Dataset extract:
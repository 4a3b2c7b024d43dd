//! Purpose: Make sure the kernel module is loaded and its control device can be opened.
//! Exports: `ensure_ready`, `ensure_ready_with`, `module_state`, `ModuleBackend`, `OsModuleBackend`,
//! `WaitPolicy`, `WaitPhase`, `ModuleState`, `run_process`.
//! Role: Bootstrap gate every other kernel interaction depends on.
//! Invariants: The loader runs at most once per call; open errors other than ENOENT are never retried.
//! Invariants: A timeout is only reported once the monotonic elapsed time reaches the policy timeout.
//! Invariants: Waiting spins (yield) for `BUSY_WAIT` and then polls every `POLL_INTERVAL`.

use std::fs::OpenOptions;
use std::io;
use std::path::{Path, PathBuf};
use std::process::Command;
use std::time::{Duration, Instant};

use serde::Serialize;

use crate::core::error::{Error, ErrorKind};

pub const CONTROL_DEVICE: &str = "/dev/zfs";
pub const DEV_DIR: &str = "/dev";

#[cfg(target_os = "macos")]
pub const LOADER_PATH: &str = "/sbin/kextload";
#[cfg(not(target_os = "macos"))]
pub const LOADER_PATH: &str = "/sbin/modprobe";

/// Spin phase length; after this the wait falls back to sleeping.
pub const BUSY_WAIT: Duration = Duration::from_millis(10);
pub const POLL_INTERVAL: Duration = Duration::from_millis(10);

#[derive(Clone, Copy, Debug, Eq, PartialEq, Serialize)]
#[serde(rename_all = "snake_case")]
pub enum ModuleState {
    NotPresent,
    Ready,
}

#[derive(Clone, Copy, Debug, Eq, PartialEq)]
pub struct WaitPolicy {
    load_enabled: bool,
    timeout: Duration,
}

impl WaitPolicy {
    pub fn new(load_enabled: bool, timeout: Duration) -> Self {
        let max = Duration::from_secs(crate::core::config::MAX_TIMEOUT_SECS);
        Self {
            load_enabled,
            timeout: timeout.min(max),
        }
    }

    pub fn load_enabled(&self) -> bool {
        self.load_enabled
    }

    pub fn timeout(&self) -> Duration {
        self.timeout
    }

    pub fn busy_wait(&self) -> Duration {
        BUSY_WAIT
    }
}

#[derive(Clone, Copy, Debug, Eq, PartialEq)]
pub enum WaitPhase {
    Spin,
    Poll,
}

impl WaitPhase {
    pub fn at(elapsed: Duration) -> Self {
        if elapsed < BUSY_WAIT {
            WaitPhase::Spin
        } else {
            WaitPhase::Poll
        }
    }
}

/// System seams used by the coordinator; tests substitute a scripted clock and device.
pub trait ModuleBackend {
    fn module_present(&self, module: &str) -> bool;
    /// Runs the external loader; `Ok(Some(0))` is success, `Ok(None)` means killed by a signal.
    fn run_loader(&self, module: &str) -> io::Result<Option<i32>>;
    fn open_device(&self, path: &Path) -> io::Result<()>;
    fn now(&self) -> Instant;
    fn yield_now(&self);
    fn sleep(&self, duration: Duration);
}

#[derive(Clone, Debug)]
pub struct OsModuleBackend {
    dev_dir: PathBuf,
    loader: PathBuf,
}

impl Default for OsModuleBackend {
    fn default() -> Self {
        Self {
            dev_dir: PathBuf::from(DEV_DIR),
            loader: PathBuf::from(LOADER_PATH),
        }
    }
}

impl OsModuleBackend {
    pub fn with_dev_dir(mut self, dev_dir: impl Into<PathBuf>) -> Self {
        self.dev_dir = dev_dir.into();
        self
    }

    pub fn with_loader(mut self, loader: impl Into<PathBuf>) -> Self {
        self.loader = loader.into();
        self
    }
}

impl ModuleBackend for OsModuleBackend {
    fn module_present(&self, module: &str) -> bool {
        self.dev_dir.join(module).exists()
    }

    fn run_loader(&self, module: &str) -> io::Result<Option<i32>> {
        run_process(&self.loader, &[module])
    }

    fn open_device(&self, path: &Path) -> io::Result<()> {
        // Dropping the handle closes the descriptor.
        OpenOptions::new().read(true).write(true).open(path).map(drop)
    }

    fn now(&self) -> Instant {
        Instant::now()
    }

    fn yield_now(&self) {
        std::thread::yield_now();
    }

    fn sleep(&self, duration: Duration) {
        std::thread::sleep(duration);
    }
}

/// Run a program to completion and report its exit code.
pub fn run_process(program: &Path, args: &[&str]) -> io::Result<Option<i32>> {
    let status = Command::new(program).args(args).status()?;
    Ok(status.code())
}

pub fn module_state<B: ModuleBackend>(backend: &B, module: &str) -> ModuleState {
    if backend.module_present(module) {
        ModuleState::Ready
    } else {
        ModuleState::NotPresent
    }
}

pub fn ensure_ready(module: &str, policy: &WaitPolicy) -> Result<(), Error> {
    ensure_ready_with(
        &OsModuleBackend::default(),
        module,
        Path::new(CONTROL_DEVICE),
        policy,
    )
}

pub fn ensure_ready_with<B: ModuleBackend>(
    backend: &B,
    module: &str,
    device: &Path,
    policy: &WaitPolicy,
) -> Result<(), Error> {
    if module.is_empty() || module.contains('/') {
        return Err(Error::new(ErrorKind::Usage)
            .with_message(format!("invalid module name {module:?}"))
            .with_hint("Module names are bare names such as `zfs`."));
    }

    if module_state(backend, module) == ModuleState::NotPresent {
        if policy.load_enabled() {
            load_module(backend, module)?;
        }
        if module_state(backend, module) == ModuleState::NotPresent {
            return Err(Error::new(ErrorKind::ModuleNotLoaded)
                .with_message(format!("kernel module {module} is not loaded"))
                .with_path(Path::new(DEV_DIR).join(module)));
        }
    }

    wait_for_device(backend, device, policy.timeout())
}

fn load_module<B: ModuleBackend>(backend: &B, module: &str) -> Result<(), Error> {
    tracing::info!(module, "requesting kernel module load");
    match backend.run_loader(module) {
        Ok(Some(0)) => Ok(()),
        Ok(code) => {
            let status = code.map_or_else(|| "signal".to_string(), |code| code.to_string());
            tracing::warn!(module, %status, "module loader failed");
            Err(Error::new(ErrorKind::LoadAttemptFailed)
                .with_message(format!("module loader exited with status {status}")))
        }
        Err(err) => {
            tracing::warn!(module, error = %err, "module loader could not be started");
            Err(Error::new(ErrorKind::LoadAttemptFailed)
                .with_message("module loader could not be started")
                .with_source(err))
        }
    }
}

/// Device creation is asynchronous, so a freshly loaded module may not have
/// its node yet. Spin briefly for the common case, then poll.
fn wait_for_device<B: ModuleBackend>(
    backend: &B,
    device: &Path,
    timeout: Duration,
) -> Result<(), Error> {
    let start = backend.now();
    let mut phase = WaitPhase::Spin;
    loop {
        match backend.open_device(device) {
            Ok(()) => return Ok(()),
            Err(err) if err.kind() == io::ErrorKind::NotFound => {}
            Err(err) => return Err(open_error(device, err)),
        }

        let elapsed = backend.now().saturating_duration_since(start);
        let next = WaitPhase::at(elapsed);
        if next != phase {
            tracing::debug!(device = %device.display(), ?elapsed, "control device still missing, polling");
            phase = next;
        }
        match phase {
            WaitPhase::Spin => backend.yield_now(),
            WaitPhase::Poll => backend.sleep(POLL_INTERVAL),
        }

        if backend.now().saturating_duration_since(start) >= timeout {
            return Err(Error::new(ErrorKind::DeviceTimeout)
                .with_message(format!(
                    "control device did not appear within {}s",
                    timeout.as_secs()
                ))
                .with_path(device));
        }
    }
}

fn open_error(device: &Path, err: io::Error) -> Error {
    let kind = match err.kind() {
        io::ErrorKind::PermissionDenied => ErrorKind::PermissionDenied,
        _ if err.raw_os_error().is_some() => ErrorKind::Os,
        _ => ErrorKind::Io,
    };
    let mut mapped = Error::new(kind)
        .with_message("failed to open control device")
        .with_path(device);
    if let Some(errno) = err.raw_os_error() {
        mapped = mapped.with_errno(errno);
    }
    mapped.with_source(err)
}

Task to carry out:
Repeat exactly, and only, the lines from the one containing "return Err(Error::new(ErrorKind::DeviceTimeout)" through the end of the material.

Answer to the exercise:
            return Err(Error::new(ErrorKind::DeviceTimeout)
                .with_message(format!(
                    "control device did not appear within {}s",
                    timeout.as_secs()
                ))
                .with_path(device));
        }
    }
}

fn open_error(device: &Path, err: io::Error) -> Error {
    let kind = match err.kind() {
        io::ErrorKind::PermissionDenied => ErrorKind::PermissionDenied,
        _ if err.raw_os_error().is_some() => ErrorKind::Os,
        _ => ErrorKind::Io,
    };
    let mut mapped = Error::new(kind)
        .with_message("failed to open control device")
        .with_path(device);
    if let Some(errno) = err.raw_os_error() {
        mapped = mapped.with_errno(errno);
    }
    mapped.with_source(err)
}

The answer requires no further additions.